Les mots des autres ont ce pouvoir : ils permettent d'élargir notre vision, de la rendre plus aigüe et de lui donner une multitude de significations auxquelles nous n'avions pas pensé auparavant.
Évidemment, cette initiation n'est pas continue, ni plane comme un lac. C'est plutôt une série de tsunami, qui submergent le voyageur de temps à autre, détruisant ses croyances en même temps qu'ils révèlent sous leur écume les joyaux d'une expérience nouvelle et éblouie.
C'est le troisième présent que nous offre Nicolas Bouvier : une certaine façon de vivre le monde et le temps. Il ne s'agit pas de s'adapter à un lent cheminement continu qui deviendrait corrosif.

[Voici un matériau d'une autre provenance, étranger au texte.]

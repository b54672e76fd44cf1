//! Trip builder: collects selections and turns them into a [`TripRecord`].
//!
//! A [`TripPlan`] is the in-progress state of the wizard. Its budget summary is
//! recomputed on every call to [`TripPlan::summary`], so whatever a caller shows
//! is always current. Nothing is persisted until [`TripPlan::into_record`] is
//! handed to the store.

use std::collections::BTreeMap;

use chrono::Utc;
use serde::{Deserialize, Serialize};
use thiserror::Error;
use uuid::Uuid;

use crate::budget::{BudgetInput, BudgetSummary};
use crate::catalog;
use crate::models::*;

/// Destination used when the user leaves the field empty.
pub const DEFAULT_DESTINATION: &str = "Barcelona";
pub const DEFAULT_BUDGET: f64 = 300.0;
pub const DEFAULT_DAYS: u32 = 3;
pub const DEFAULT_PEOPLE: u32 = 2;

/// Budget slider range, in euros.
pub const MIN_BUDGET: f64 = 50.0;
pub const MAX_BUDGET: f64 = 1500.0;
/// Duration slider range, in nights.
pub const MIN_DAYS: u32 = 1;
pub const MAX_DAYS: u32 = 14;
/// Traveller stepper range.
pub const MIN_PEOPLE: u32 = 1;
pub const MAX_PEOPLE: u32 = 10;

#[derive(Debug, Error, PartialEq)]
pub enum PlanError {
    #[error("departure is required")]
    MissingDeparture,

    #[error("budget must be between {min} and {max}, got {0}", min = MIN_BUDGET, max = MAX_BUDGET)]
    InvalidBudget(f64),

    #[error("a trip lasts {min} to {max} nights, got {0}", min = MIN_DAYS, max = MAX_DAYS)]
    InvalidDays(u32),

    #[error("a trip takes {min} to {max} travellers, got {0}", min = MIN_PEOPLE, max = MAX_PEOPLE)]
    InvalidPeople(u32),

    #[error("Flight not found: {0}")]
    UnknownFlight(String),

    #[error("Stay not found: {0}")]
    UnknownStay(String),

    #[error("Activity not found: {0}")]
    UnknownActivity(String),
}

/// Trip builder input as submitted by a client. Missing fields take the
/// builder's defaults.
#[derive(Debug, Clone, Default, Serialize, Deserialize)]
#[serde(rename_all = "camelCase")]
pub struct PlanInput {
    #[serde(default)]
    pub destination: String,
    #[serde(default)]
    pub departure: String,
    pub days: Option<u32>,
    pub budget: Option<f64>,
    pub people: Option<u32>,
    #[serde(default)]
    pub is_couple: bool,
    pub vibes: Option<Vec<String>>,
    pub flight_id: Option<String>,
    pub stay_id: Option<String>,
    #[serde(default)]
    pub selected_places: Vec<String>,
}

/// In-progress trip builder state.
#[derive(Debug, Clone, PartialEq)]
pub struct TripPlan {
    pub destination: String,
    pub departure: String,
    pub days: u32,
    pub budget: f64,
    pub people: u32,
    pub is_couple: bool,
    vibes: Vec<String>,
    flight_id: String,
    stay_id: String,
    selected_places: Vec<String>,
}

impl Default for TripPlan {
    fn default() -> Self {
        Self {
            destination: String::new(),
            departure: String::new(),
            days: DEFAULT_DAYS,
            budget: DEFAULT_BUDGET,
            people: DEFAULT_PEOPLE,
            is_couple: false,
            vibes: catalog::DEFAULT_VIBES.iter().map(|v| v.to_string()).collect(),
            flight_id: catalog::FLIGHTS[0].id.to_string(),
            stay_id: catalog::STAYS[0].id.to_string(),
            selected_places: Vec::new(),
        }
    }
}

impl TripPlan {
    pub fn new() -> Self {
        Self::default()
    }

    /// Build a plan from client input, checking every catalog reference and
    /// the budget, duration and traveller ranges.
    pub fn from_input(input: PlanInput) -> Result<Self, PlanError> {
        let mut plan = Self {
            destination: input.destination,
            departure: input.departure,
            is_couple: input.is_couple,
            ..Self::default()
        };
        if let Some(days) = input.days {
            plan.days = days;
        }
        if let Some(budget) = input.budget {
            plan.budget = budget;
        }
        if let Some(people) = input.people {
            plan.people = people;
        }
        plan.check_ranges()?;
        if let Some(vibes) = input.vibes {
            plan.vibes.clear();
            for vibe in vibes {
                if !plan.vibes.contains(&vibe) {
                    plan.vibes.push(vibe);
                }
            }
        }
        if let Some(flight_id) = input.flight_id {
            plan.select_flight(&flight_id)?;
        }
        if let Some(stay_id) = input.stay_id {
            plan.select_stay(&stay_id)?;
        }
        for place in input.selected_places {
            if !plan.selected_places.contains(&place) {
                plan.toggle_place(&place)?;
            }
        }
        Ok(plan)
    }

    pub fn vibes(&self) -> &[String] {
        &self.vibes
    }

    pub fn selected_places(&self) -> &[String] {
        &self.selected_places
    }

    pub fn flight(&self) -> &'static FlightOption {
        catalog::flight(&self.flight_id).unwrap_or(&catalog::FLIGHTS[0])
    }

    pub fn stay(&self) -> &'static StayOption {
        catalog::stay(&self.stay_id).unwrap_or(&catalog::STAYS[0])
    }

    /// Add the vibe if absent, remove it if present.
    pub fn toggle_vibe(&mut self, vibe: &str) {
        if let Some(pos) = self.vibes.iter().position(|v| v == vibe) {
            self.vibes.remove(pos);
        } else {
            self.vibes.push(vibe.to_string());
        }
    }

    pub fn select_flight(&mut self, id: &str) -> Result<(), PlanError> {
        let flight = catalog::flight(id).ok_or_else(|| PlanError::UnknownFlight(id.to_string()))?;
        self.flight_id = flight.id.to_string();
        Ok(())
    }

    pub fn select_stay(&mut self, id: &str) -> Result<(), PlanError> {
        let stay = catalog::stay(id).ok_or_else(|| PlanError::UnknownStay(id.to_string()))?;
        self.stay_id = stay.id.to_string();
        Ok(())
    }

    /// Add the activity if absent, remove it if present. Returns whether it is
    /// now selected.
    pub fn toggle_place(&mut self, id: &str) -> Result<bool, PlanError> {
        if let Some(pos) = self.selected_places.iter().position(|p| p == id) {
            self.selected_places.remove(pos);
            return Ok(false);
        }
        if catalog::activity(id).is_none() {
            return Err(PlanError::UnknownActivity(id.to_string()));
        }
        self.selected_places.push(id.to_string());
        Ok(true)
    }

    pub fn budget_input(&self) -> BudgetInput {
        BudgetInput {
            flight_price: self.flight().price,
            nightly_rate: self.stay().price,
            nights: self.days,
            activity_prices: catalog::activity_prices(&self.selected_places),
            budget: self.budget,
        }
    }

    pub fn summary(&self) -> BudgetSummary {
        self.budget_input().summarize()
    }

    /// The builder's submit button is enabled once a departure is typed.
    pub fn can_submit(&self) -> bool {
        !self.departure.trim().is_empty()
    }

    pub fn validate(&self) -> Result<(), PlanError> {
        if !self.can_submit() {
            return Err(PlanError::MissingDeparture);
        }
        self.check_ranges()
    }

    /// Budget, nights and travellers must sit within what the builder offers.
    pub fn check_ranges(&self) -> Result<(), PlanError> {
        if !(MIN_BUDGET..=MAX_BUDGET).contains(&self.budget) {
            return Err(PlanError::InvalidBudget(self.budget));
        }
        if !(MIN_DAYS..=MAX_DAYS).contains(&self.days) {
            return Err(PlanError::InvalidDays(self.days));
        }
        if !(MIN_PEOPLE..=MAX_PEOPLE).contains(&self.people) {
            return Err(PlanError::InvalidPeople(self.people));
        }
        Ok(())
    }

    /// Freeze the plan into a new record with a fresh id and timestamp.
    pub fn into_record(self) -> Result<TripRecord, PlanError> {
        self.validate()?;

        let summary = self.summary();
        let destination = match self.destination.trim() {
            "" => DEFAULT_DESTINATION.to_string(),
            d => d.to_string(),
        };
        let mut record = TripRecord {
            id: Uuid::new_v4().to_string(),
            created_at: Utc::now(),
            destination,
            departure: self.departure.trim().to_string(),
            days: self.days,
            budget: self.budget,
            people: self.people,
            is_couple: self.is_couple && self.people == 2,
            vibes: self.vibes.clone(),
            total_cost: 0.0,
            savings: 0.0,
            progress_percent: 0.0,
            is_over_budget: false,
            selected_flight: FlightSnapshot::from(self.flight()),
            selected_stay: StaySnapshot::from(self.stay()),
            selected_places: self.selected_places,
            notes: None,
            place_notes: BTreeMap::new(),
            place_ratings: BTreeMap::new(),
        };
        record.apply_summary(&summary);
        Ok(record)
    }
}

Il s'agit de savoir profiter de cette flânerie qu'offrent le voyage et la vie, pour se rendre plus disponible aux fulgurances. Pour Nicolas Bouvier, c'est dans la lenteur que se trouve cette allégresse de vivre qui sous-tend notre présence au monde.
Voyageur aux aguets, esprit en alerte et sensualité toute vive, éclats de rire, frissons de plaisir, sursauts de frayeur ou élans d'amour, ce que nous propose Nicolas Bouvier est, encore aujourd'hui, une certaine manière d'adapter notre élan vital aux contorsions surprenantes et cocasses du monde. Vivre à force de coups de foudre, respirer en se remplissant d'émotions, marcher sur une arête tremblante entre la plénitude heureuse et le noir désespoir.
Comment puis-je être moi-même ? Comment rendre compte de cette absurdité du moi qui veut prendre toute la place dans ma vision du monde ? Comment effacer le moi qui me rend aveugle aux surprises et aux merveilles de l'univers ?
(Ultreïa! n°7 ; A propos de Nicolas Bouvier)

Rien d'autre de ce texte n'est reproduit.